**Task requirements**
Filter the data for lines with the word "validate" and copy those lines.

**Given records**
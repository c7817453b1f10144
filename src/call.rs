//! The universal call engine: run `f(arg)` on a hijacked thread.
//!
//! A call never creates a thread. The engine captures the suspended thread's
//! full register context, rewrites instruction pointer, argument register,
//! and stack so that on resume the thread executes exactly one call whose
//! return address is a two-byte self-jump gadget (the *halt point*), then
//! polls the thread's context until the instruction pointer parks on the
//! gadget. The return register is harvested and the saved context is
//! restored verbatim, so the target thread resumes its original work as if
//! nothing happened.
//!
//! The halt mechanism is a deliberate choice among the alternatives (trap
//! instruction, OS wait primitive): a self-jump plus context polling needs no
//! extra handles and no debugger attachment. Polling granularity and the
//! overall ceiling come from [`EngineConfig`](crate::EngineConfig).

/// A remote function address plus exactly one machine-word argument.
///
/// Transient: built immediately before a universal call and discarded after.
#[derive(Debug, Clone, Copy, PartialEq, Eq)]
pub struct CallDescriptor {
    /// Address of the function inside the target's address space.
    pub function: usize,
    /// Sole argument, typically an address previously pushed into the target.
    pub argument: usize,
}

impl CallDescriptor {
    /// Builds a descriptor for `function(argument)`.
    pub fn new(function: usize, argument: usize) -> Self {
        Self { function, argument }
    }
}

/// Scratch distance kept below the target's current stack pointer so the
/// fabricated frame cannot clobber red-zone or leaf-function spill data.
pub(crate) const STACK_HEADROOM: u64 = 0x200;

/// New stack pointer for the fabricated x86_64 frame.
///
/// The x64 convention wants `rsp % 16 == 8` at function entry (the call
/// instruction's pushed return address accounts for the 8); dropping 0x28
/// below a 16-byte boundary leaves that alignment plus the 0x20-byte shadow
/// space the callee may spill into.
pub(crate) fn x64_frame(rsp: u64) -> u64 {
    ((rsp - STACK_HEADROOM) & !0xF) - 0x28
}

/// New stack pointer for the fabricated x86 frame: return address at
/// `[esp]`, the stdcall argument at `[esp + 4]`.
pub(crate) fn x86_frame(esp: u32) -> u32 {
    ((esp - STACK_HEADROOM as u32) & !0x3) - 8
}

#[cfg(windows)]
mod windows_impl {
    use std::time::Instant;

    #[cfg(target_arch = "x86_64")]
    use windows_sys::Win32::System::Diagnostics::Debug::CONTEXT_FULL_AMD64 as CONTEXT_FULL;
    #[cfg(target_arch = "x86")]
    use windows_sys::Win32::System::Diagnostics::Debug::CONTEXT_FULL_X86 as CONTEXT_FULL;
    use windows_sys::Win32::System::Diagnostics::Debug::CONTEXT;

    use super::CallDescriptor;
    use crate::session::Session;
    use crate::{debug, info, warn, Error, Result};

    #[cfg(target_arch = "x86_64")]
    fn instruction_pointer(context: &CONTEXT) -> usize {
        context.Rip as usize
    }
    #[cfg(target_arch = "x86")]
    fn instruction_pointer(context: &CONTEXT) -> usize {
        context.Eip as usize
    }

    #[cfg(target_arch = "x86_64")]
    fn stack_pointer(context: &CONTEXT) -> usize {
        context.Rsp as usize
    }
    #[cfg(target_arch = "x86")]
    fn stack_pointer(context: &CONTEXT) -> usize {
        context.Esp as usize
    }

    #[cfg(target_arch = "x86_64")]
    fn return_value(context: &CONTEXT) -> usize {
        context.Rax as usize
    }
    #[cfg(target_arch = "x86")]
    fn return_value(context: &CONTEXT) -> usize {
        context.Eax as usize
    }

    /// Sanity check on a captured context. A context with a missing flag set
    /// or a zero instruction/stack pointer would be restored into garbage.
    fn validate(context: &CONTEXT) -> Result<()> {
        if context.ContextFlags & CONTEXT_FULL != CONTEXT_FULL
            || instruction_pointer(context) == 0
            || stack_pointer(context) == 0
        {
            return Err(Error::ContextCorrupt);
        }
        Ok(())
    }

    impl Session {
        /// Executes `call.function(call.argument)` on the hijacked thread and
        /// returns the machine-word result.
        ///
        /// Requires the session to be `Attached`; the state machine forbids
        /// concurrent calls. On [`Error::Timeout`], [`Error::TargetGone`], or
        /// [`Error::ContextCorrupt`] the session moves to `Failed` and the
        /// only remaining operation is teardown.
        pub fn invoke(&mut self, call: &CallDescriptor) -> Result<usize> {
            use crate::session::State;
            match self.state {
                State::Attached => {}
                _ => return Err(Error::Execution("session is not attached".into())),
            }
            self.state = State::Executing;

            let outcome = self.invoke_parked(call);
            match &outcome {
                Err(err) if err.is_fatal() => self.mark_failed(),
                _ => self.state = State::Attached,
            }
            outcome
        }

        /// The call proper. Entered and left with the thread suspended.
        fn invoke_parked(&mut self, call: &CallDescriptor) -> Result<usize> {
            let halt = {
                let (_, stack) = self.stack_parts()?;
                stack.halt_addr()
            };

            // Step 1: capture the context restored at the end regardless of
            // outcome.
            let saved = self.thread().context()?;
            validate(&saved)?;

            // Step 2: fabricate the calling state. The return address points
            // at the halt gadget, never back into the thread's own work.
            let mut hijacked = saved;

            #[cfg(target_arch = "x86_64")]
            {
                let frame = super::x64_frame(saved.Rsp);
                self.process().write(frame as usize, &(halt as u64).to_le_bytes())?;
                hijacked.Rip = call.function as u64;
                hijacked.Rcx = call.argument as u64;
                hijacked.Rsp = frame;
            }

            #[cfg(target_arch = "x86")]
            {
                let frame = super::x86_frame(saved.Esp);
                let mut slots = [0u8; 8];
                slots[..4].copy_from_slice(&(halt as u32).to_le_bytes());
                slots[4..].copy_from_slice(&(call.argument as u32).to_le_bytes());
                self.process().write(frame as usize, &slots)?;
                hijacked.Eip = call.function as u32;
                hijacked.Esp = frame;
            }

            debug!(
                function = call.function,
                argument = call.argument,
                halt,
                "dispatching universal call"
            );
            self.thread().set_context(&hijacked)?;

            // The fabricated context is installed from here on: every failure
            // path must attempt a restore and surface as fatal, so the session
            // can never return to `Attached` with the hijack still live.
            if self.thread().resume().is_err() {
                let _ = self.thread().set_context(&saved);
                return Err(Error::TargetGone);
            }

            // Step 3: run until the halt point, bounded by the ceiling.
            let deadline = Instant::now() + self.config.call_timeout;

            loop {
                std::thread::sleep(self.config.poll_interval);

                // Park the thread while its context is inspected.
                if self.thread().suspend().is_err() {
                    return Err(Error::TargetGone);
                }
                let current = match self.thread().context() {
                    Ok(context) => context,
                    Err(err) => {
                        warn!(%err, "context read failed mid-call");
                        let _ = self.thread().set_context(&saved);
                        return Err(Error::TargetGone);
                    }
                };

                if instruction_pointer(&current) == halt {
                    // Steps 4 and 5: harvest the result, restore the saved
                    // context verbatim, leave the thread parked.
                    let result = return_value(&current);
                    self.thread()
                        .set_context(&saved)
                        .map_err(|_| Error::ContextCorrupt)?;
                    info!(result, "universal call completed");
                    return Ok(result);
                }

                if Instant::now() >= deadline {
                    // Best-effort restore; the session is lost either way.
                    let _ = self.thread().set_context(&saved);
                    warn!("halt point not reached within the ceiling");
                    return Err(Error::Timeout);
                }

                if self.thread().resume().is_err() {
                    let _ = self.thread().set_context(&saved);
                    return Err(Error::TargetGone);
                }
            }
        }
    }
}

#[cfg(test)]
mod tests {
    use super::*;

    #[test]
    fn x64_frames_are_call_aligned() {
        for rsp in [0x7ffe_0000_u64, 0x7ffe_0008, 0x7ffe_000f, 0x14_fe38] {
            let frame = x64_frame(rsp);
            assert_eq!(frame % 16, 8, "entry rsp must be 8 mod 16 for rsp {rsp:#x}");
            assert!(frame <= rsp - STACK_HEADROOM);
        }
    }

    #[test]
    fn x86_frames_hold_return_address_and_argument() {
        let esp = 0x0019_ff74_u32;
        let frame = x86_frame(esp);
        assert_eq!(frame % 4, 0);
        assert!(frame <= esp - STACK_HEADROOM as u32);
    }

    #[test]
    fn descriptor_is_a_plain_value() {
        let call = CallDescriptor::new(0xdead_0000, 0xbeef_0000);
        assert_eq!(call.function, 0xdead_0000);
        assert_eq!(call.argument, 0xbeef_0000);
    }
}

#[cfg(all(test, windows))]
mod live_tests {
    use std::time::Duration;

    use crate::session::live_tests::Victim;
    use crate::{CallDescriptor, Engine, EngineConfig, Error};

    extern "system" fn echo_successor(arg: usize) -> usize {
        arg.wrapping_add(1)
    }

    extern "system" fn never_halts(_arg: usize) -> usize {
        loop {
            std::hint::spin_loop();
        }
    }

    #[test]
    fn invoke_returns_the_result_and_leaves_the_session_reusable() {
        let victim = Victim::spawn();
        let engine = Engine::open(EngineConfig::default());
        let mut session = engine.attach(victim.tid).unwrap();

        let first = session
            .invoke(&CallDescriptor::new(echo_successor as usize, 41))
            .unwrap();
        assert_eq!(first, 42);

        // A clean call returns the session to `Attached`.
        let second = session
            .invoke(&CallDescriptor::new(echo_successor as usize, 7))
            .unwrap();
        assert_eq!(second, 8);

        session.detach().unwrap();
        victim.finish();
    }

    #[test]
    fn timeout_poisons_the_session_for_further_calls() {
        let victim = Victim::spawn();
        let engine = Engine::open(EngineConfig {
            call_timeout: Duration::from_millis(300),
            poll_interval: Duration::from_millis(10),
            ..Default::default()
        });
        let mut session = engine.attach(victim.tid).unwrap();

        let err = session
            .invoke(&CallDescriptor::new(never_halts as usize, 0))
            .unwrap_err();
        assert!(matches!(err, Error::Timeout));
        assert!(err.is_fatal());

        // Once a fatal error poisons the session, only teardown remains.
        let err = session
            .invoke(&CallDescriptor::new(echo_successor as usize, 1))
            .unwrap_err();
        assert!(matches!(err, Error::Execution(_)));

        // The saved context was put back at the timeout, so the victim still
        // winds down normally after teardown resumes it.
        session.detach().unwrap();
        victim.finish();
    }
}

**Final answer**
    fn validate(context: &CONTEXT) -> Result<()> {
            validate(&saved)?;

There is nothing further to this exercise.